Hoy se me ocurrirían decenas de posibilidades, presidenta del FMI para dar un golpe de timón a la macro y la microeconomía mundial, Juliette Binoche o Julianne Moore para ponerme intensa y dramática durante hora y media, pero bien, Rossy de Palma, para reirme de todo y estar estupenda con un cactus en la cabeza, Paul Auster, Roberto Bolaños, Luis García Montero o el querido y antiguo Benedetti para lo obvio, Patti Smith, Black Francis, Micah P. Hinson, Debbie Harry y Keith Richards para caminar por algunas sendas del lado claroscuro un rato, Ryuichi Sakamoto, Abdullah Ibrahim y Michael Nyman para convertir las vidas de los demás en películas interminables, Helena Christiansen para saber cómo es manejar una belleza considerable y después encontrar tu sitio.

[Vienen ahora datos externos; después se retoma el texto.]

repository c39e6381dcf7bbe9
pub mod adapters;
pub mod config;
pub mod error;
pub mod web;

Y taza de caldo caliente para calmar el martes de febrero a cualquiera que esté pasando frío y angustia en la calle, cámara de fotos para atrapar el instante en que bajan la guardia estética nuestros políticos -la ética no sé cuándo estuvo arriba-, menestra de verdura de mi madre para ver cerrar los ojos de placer a todo el que la prueba, rayo de sol de invierno para hacer pararse sobre una baldosa y ronronear a gatos, perros y hombres, cala balear para paladear la alegría del que me encuentra después de caminar entre pinos y sabinas, cama de dos metros y edredón de plumas para acoger sueños, amores y tempestades... En fin.

En este caso sí que sabe una por qué se dejaba seducir. Descanse en paz, Mr. Taylor.